De son côté, le parquet général de Dijon a requis le rejet de cette demande d’annulation. Il estime que les éléments réunis depuis la reprise des investigations — notamment des témoignages et des expertises — justifient la mise en examen de Jacqueline Jacob. Selon l’accusation, des « indices graves et concordants » pèsent sur la grand-tante de l’enfant, qui aurait exercé des violences sur Grégory dans les jours précédant sa mort. L’autopsie de 1984 avait révélé des ecchymoses et une fracture du crâne, mais la cause officielle du décès était restée indéterminée jusqu’à une contre-expertise ordonnée en 2017, qui a conclu à une mort par « asphyxie mécanique ».
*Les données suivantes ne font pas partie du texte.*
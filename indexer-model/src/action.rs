use crate::Reference;

/// A tagged variant describing a desired index mutation. Once dequeued
/// from the action queue, the Engine owns an action to completion,
/// including any retry.
#[derive(Debug, Clone)]
pub enum Action {
    /// Recrawl every configured registry.
    IndexAll,
    /// Recrawl one repository.
    IndexRepository { reference: Reference },
    /// Fetch one tagged image.
    IndexImage { reference: Reference },
    /// Remove one tagged image.
    DeleteImage { reference: Reference },
}

impl std::fmt::Display for Action {
    fn fmt(&self, f: &mut std::fmt::Formatter<'_>) -> std::fmt::Result {
        match self {
            Action::IndexAll => write!(f, "IndexAll"),
            Action::IndexRepository { reference } => write!(f, "IndexRepository({reference})"),
            Action::IndexImage { reference } => write!(f, "IndexImage({reference})"),
            Action::DeleteImage { reference } => write!(f, "DeleteImage({reference})"),
        }
    }
}
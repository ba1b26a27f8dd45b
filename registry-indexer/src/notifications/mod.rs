//! Event sources that translate external notifications into engine
//! actions: a webhook receiver for registries that push events, and a
//! Pub/Sub poller for registries that publish them to a topic.

mod pubsub;
mod webhook;

pub use pubsub::PubSubListener;
pub use webhook::{configure_webhook_routes, WebhookRegistryHost};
Que peut décider la cour ?

La chambre de l’instruction peut soit rejeter la requête et confirmer la mise en examen, soit annuler tout ou partie de la procédure, ce qui entraînerait la levée de la mise en examen de Jacqueline Jacob. Dans ce dernier cas, elle pourrait également ordonner de nouveaux actes d’enquête. Une décision est attendue dans les jours suivant l’audience, après délibéré.

Quarante ans d’enquête

L’affaire Grégory Villemin est l’une des plus célèbres et des plus complexes de la criminologie française. Après la mort de l’enfant, l’enquête a rapidement buté sur des zones d’ombre et des rivalités familiales. Plusieurs personnes ont été mises en examen au fil des décennies, sans qu’aucun procès n’aboutisse. En 2017, la juge d’instruction a rouvert le dossier sur la base de nouveaux témoignages et d’analyses génétiques. Jacqueline Jacob, déjà entendue comme témoin dans les années 1980, a été mise en examen en 2025 après que des auditions ont fait évoluer les soupçons.

La famille divisée

Cette nouvelle étape judiciaire ravive les tensions au sein de la famille Villemin. Les parents de Grégory, Jean-Marie et Christine Villemin, ont toujours clamé leur innocence et dénoncé les « lenteurs » de la justice. Du côté de la famille Jacob, on dénonce une « instrumentalisation » du dossier et une « pression médiatique ». L’avocat de Jacqueline Jacob a indiqué que sa cliente, âgée et en mauvaise santé, conteste fermement les accusations.

Conclusion

L’audience de ce jeudi est cruciale pour la suite de l’enquête. Si la mise en examen de Jacqueline Jacob est annulée, l’accusation pourrait se retrouver sans suspect principal et l’enquête pourrait s’enliser. En revanche, si la chambre de l’instruction confirme la mise en examen, l’affaire pourrait enfin connaître un dénouement judiciaire, près de quarante et un ans après les faits.